[[ Records shown open ]]
// crates/promstore-core/src/runtime/query.rs
// ============================================================================
// Module: Promstore Query Resolver
// Description: Read-side metric resolution and sample retrieval.
// Purpose: Hand verified relation pairs and stored samples to the query collaborator.
// Dependencies: crate::{core, interfaces, runtime, telemetry}, thiserror
// ============================================================================

//! ## Overview
//! Reads resolve metric names through the same cache as writes but never
//! provision: an unknown metric is simply absent. Entries loaded on the read
//! path pass permission verification before they are cached, exactly like
//! entries loaded on the write path.

// ============================================================================
// SECTION: Imports
// ============================================================================

use std::collections::BTreeMap;
use std::sync::Arc;
use std::time::Instant;

use thiserror::Error;

use crate::core::CatalogEntry;
use crate::core::Interrupted;
use crate::core::MetadataEntry;
use crate::core::MetricName;
use crate::core::RelationName;
use crate::core::RequestContext;
use crate::core::SeriesSamples;
use crate::core::StoredSample;
use crate::core::TimeRange;
use crate::interfaces::CatalogStore;
use crate::interfaces::SampleStore;
use crate::interfaces::StoreError;
use crate::runtime::cache::CatalogCache;
use crate::runtime::permission::PermissionError;
use crate::runtime::permission::PermissionVerifier;
use crate::telemetry::AdapterMetrics;
use crate::telemetry::CounterKind;
use crate::telemetry::DurationKind;

// ============================================================================
// SECTION: Types
// ============================================================================

/// Relation pair resolved for a read.
#[derive(Debug, Clone, PartialEq, Eq)]
pub struct ResolvedMetric {
    /// Relation holding samples.
    pub data_relation: RelationName,
    /// Relation holding series label sets.
    pub series_relation: RelationName,
}

/// Read-side failures.
#[derive(Debug, Clone, PartialEq, Eq, Error)]
pub enum QueryError {
    /// Permission verification failed.
    #[error(transparent)]
    Authorization(#[from] PermissionError),
    /// Store call failed.
    #[error(transparent)]
    Store(#[from] StoreError),
    /// Request stopped.
    #[error(transparent)]
    Interrupted(#[from] Interrupted),
}

/// Resolution failure used inside the cache's single-flight path.
#[derive(Debug, Clone)]
enum ReadMiss {
    /// Metric is not in the durable catalog.
    NotFound,
    /// Resolution failed.
    Failed(QueryError),
}

// ============================================================================
// SECTION: Resolver
// ============================================================================

/// Read-side resolver.
pub struct QueryResolver<S> {
    /// Backing store.
    store: Arc<S>,
    /// Shared catalog cache.
    cache: Arc<CatalogCache>,
    /// Permission verifier.
    verifier: PermissionVerifier<S>,
    /// Metrics sink.
    metrics: Arc<dyn AdapterMetrics>,
}

impl<S> QueryResolver<S>
where
    S: CatalogStore + SampleStore,
{
    /// Creates a resolver.
    #[must_use]
    pub fn new(store: Arc<S>, cache: Arc<CatalogCache>, metrics: Arc<dyn AdapterMetrics>) -> Self {
        Self {
            verifier: PermissionVerifier::new(Arc::clone(&store)),
            store,
            cache,
            metrics,
        }
    }

    /// Resolves a metric's relation pair without provisioning.
    ///
    /// # Errors
    ///
    /// Returns [`QueryError`] when the catalog cannot be read or the resolved
    /// relations fail verification.
    pub fn resolve_for_read(&self, name: &MetricName) -> Result<Option<ResolvedMetric>, QueryError> {
        Ok(self.resolve_entry(name)?.map(|entry| ResolvedMetric {
            data_relation: entry.data_relation.clone(),
            series_relation: entry.series_relation.clone(),
        }))
    }

    /// Reads every series of a metric with samples inside `range`.
    ///
    /// Series are ordered by id and samples by timestamp. Unknown metrics
    /// yield an empty result.
    ///
    /// # Errors
    ///
    /// Returns [`QueryError`] when resolution or the store read fails, or the
    /// request stops.
    pub fn read_series(
        &self,
        ctx: &RequestContext,
        name: &MetricName,
        range: TimeRange,
    ) -> Result<Vec<SeriesSamples>, QueryError> {
        let started = Instant::now();
        self.metrics.record_count(CounterKind::ReceivedQueries, 1);
        let result = self.read_series_inner(ctx, name, range);
        match &result {
            Ok(_) => self.metrics.record_count(CounterKind::ExecutedQueries, 1),
            Err(QueryError::Interrupted(Interrupted::DeadlineExceeded)) => {
                self.metrics.record_count(CounterKind::TimedOutQueries, 1);
            }
            Err(_) => self.metrics.record_count(CounterKind::FailedQueries, 1),
        }
        self.metrics.observe_duration(DurationKind::Query, started.elapsed());
        result
    }

    /// Loads stored metadata for a metric.
    ///
    /// # Errors
    ///
    /// Returns [`QueryError::Store`] when the metadata cannot be read.
    pub fn metadata(&self, name: &MetricName) -> Result<Option<MetadataEntry>, QueryError> {
        Ok(self.store.get_metadata(name)?)
    }

    /// Records a malformed read request rejected before resolution.
    pub fn record_invalid_request(&self) {
        self.metrics.record_count(CounterKind::InvalidReadRequests, 1);
    }

    /// Resolves the verified catalog entry, caching hits.
    fn resolve_entry(&self, name: &MetricName) -> Result<Option<Arc<CatalogEntry>>, QueryError> {
        let resolved = self.cache.get_or_resolve_metric(name, || {
            let entry = self
                .store
                .get_metric(name)
                .map_err(|err| ReadMiss::Failed(err.into()))?
                .ok_or(ReadMiss::NotFound)?;
            self.verifier.verify_entry(&entry).map_err(|err| ReadMiss::Failed(err.into()))?;
            Ok(entry)
        });
        match resolved {
            Ok(entry) => Ok(Some(entry)),
            Err(ReadMiss::NotFound) => Ok(None),
            Err(ReadMiss::Failed(err)) => Err(err),
        }
    }

    /// Body of [`QueryResolver::read_series`].
    fn read_series_inner(
        &self,
        ctx: &RequestContext,
        name: &MetricName,
        range: TimeRange,
    ) -> Result<Vec<SeriesSamples>, QueryError> {
        ctx.check()?;
        let Some(entry) = self.resolve_entry(name)? else {
            return Ok(Vec::new());
        };
        ctx.check()?;
        let series = self.store.list_series(&entry)?;
        ctx.check()?;
        let samples = self.store.read_samples(&entry, range)?;
        let mut grouped: BTreeMap<_, SeriesSamples> = series
            .into_iter()
            .map(|(series_id, key)| {
                (series_id, SeriesSamples {
                    series_id,
                    key,
                    samples: Vec::new(),
                })
            })
            .collect();
        for sample in samples {
            if let Some(slot) = grouped.get_mut(&sample.series_id) {
                slot.samples.push(StoredSample {
                    timestamp_ms: sample.timestamp_ms,
                    value: sample.value,
                });
            }
        }
        Ok(grouped
            .into_values()
            .filter(|series| !series.samples.is_empty())
            .map(|mut series| {
                series.samples.sort_by_key(|sample| sample.timestamp_ms);
                series
            })
            .collect())
    }
}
[[ Records shown closed ]]
**Exercise directions**
Repeat exactly the lines of the listing from its first line through the line that holds "Relation holding samples.". Nothing else should appear.

**Result of this task**
// crates/promstore-core/src/runtime/query.rs
// ============================================================================
// Module: Promstore Query Resolver
// Description: Read-side metric resolution and sample retrieval.
// Purpose: Hand verified relation pairs and stored samples to the query collaborator.
// Dependencies: crate::{core, interfaces, runtime, telemetry}, thiserror
// ============================================================================

//! ## Overview
//! Reads resolve metric names through the same cache as writes but never
//! provision: an unknown metric is simply absent. Entries loaded on the read
//! path pass permission verification before they are cached, exactly like
//! entries loaded on the write path.

// ============================================================================
// SECTION: Imports
// ============================================================================

use std::collections::BTreeMap;
use std::sync::Arc;
use std::time::Instant;

use thiserror::Error;

use crate::core::CatalogEntry;
use crate::core::Interrupted;
use crate::core::MetadataEntry;
use crate::core::MetricName;
use crate::core::RelationName;
use crate::core::RequestContext;
use crate::core::SeriesSamples;
use crate::core::StoredSample;
use crate::core::TimeRange;
use crate::interfaces::CatalogStore;
use crate::interfaces::SampleStore;
use crate::interfaces::StoreError;
use crate::runtime::cache::CatalogCache;
use crate::runtime::permission::PermissionError;
use crate::runtime::permission::PermissionVerifier;
use crate::telemetry::AdapterMetrics;
use crate::telemetry::CounterKind;
use crate::telemetry::DurationKind;

// ============================================================================
// SECTION: Types
// ============================================================================

/// Relation pair resolved for a read.
#[derive(Debug, Clone, PartialEq, Eq)]
pub struct ResolvedMetric {
    /// Relation holding samples.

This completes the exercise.